What this experiment indicates to me is that Google thinks the smartphone is the central locus of most people’s music lives. Over the past ten years, Apple has expanded the reaches of its iTunes experience through iPod docks, car kits and AirPlay to help spread your music to anywhere you could hope to listen, and Google has a ways to go before it can match that level of maturity.



I´ve read somewhere else that Google signed no contract with Warner, which would leave a huge open hole in the market (just think of all the sub-labels or labels that have distribution operated by Warner) in favor of iTunes. Is it really like that?
I for one still prefer to buy physical objects instead of files when it comes to music, so I´m not really that concerned, but sooner or later we all end up wanting to hear that album while waiting for the bus on the way to work or whatever, so…
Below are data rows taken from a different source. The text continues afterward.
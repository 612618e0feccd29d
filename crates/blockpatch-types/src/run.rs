//! Styled text runs: the unit of text content carried by flat blocks.

use std::collections::BTreeMap;

use serde::{Deserialize, Serialize};
use serde_json::Value;

/// Discriminator of a run. Only plain text runs exist today.
#[derive(Clone, Copy, Debug, Default, PartialEq, Eq, Hash, Serialize, Deserialize)]
#[serde(rename_all = "lowercase")]
pub enum RunKind {
    #[default]
    Text,
}

/// Style flags attached to a run.
///
/// The editor may emit style keys beyond the common ones (`textColor`,
/// `backgroundColor`, custom marks). Those are kept in `extra` so that a
/// change to them is still visible to the comparator.
#[derive(Clone, Debug, Default, PartialEq, Eq, Serialize, Deserialize)]
pub struct TextStyles {
    #[serde(default, skip_serializing_if = "Option::is_none")]
    pub bold: Option<bool>,
    #[serde(default, skip_serializing_if = "Option::is_none")]
    pub italic: Option<bool>,
    #[serde(default, skip_serializing_if = "Option::is_none")]
    pub underline: Option<bool>,
    #[serde(default, skip_serializing_if = "Option::is_none")]
    pub strikethrough: Option<bool>,
    #[serde(default, skip_serializing_if = "Option::is_none")]
    pub code: Option<bool>,
    #[serde(default, skip_serializing_if = "Option::is_none")]
    pub color: Option<String>,
    #[serde(flatten)]
    pub extra: BTreeMap<String, Value>,
}

impl TextStyles {
    /// Returns `true` if no style is set.
    pub fn is_plain(&self) -> bool {
        self.bold.is_none()
            && self.italic.is_none()
            && self.underline.is_none()
            && self.strikethrough.is_none()
            && self.code.is_none()
            && self.color.is_none()
            && self.extra.is_empty()
    }

    /// Decode a `styles` object without failing.
    ///
    /// Keys whose value does not fit the typed field (`"bold": "yes"`) are
    /// kept verbatim in `extra`. A non-object decodes as no styles.
    pub fn from_value_lossy(value: &Value) -> Self {
        let Value::Object(map) = value else {
            return Self::default();
        };
        if let Ok(styles) = serde_json::from_value(value.clone()) {
            return styles;
        }

        let mut typed = serde_json::Map::new();
        let mut extra = BTreeMap::new();
        for (key, val) in map {
            let single = Value::Object(serde_json::Map::from_iter([(key.clone(), val.clone())]));
            if serde_json::from_value::<TextStyles>(single).is_ok() {
                typed.insert(key.clone(), val.clone());
            } else {
                extra.insert(key.clone(), val.clone());
            }
        }
        let mut styles: TextStyles =
            serde_json::from_value(Value::Object(typed)).unwrap_or_default();
        styles.extra.extend(extra);
        styles
    }

    /// Style with only `bold` set.
    pub fn bold() -> Self {
        Self {
            bold: Some(true),
            ..Default::default()
        }
    }

    /// Style with only `italic` set.
    pub fn italic() -> Self {
        Self {
            italic: Some(true),
            ..Default::default()
        }
    }
}

/// A contiguous span of text sharing one style set.
///
/// Serializes as `{ "type": "text", "text": ..., "styles": {...} }`.
#[derive(Clone, Debug, Default, PartialEq, Eq, Serialize, Deserialize)]
pub struct StyledRun {
    #[serde(rename = "type", default)]
    pub kind: RunKind,
    #[serde(default)]
    pub text: String,
    #[serde(default)]
    pub styles: TextStyles,
}

impl StyledRun {
    /// An unstyled text run.
    pub fn plain(text: impl Into<String>) -> Self {
        Self {
            kind: RunKind::Text,
            text: text.into(),
            styles: TextStyles::default(),
        }
    }

    /// A text run with the given styles.
    pub fn styled(text: impl Into<String>, styles: TextStyles) -> Self {
        Self {
            kind: RunKind::Text,
            text: text.into(),
            styles,
        }
    }
}

/// Concatenate the text of every run, ignoring styles.
pub fn plain_text(runs: &[StyledRun]) -> String {
    runs.iter().map(|r| r.text.as_str()).collect()
}

#[cfg(test)]
mod tests {
    use super::*;
    use serde_json::json;

    #[test]
    fn run_serializes_with_text_tag() {
        let run = StyledRun::plain("Hello");
        let value = serde_json::to_value(&run).unwrap();
        assert_eq!(value, json!({"type": "text", "text": "Hello", "styles": {}}));
    }

    #[test]
    fn unknown_style_keys_are_preserved() {
        let styles: TextStyles =
            serde_json::from_value(json!({"bold": true, "textColor": "red"})).unwrap();
        assert_eq!(styles.bold, Some(true));
        assert_eq!(styles.extra.get("textColor"), Some(&json!("red")));
        assert!(!styles.is_plain());

        let back = serde_json::to_value(&styles).unwrap();
        assert_eq!(back, json!({"bold": true, "textColor": "red"}));
    }

    #[test]
    fn mistyped_style_values_move_to_extra() {
        let styles = TextStyles::from_value_lossy(&json!({"bold": "yes", "italic": true}));
        assert_eq!(styles.bold, None);
        assert_eq!(styles.italic, Some(true));
        assert_eq!(styles.extra.get("bold"), Some(&json!("yes")));

        assert!(TextStyles::from_value_lossy(&json!("bold")).is_plain());
        assert_eq!(
            TextStyles::from_value_lossy(&json!({"code": true})),
            TextStyles {
                code: Some(true),
                ..Default::default()
            }
        );
    }

    #[test]
    fn missing_styles_default_to_plain() {
        let run: StyledRun = serde_json::from_value(json!({"type": "text", "text": "x"})).unwrap();
        assert!(run.styles.is_plain());
    }

    #[test]
    fn plain_text_concatenates() {
        let runs = vec![
            StyledRun::plain("Hello, "),
            StyledRun::styled("world", TextStyles::bold()),
        ];
        assert_eq!(plain_text(&runs), "Hello, world");
        assert_eq!(plain_text(&[]), "");
    }
}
So in regards to your last paragraph about how “Google has a ways to go before it can match that level of maturity”: exactly what are you referring to? If you’re saying Apple is so advanced because of the way it has spread the iTunes experience through said devices, I’d say you need to re-word or re-think that statement. The examples you use (iPod docks, car kits, etc.) do not spread iTunes’ reaches in the way you describe; all of these examples are simply hardware extensions to either an iPhone or an iPod.
In all honesty, your derogatory statement insinuating Google is inferior to Apple based on your inaccurate review of Google Music needs some work.

Geoffrey Goetz

If you add ‘on Apple’s hardware’ to the very end I think the point may be clearer. I was attempting to use Google’s Music services exclusively on Apple products and even via third party extions to those products, both hardware an software alike. How well can Google Music replace Apple iTunes on Apple’s hardware.


or you could just listen to the entire world of music on MOG, which is now free, including albums. The MOG desktop app for Mac works great and in the lower right corner of the app is a menu to choose Apple TV. Works great!
Pandora for free either has ads (on browsers, not on Roku) and does not play albums – only artists in mixes.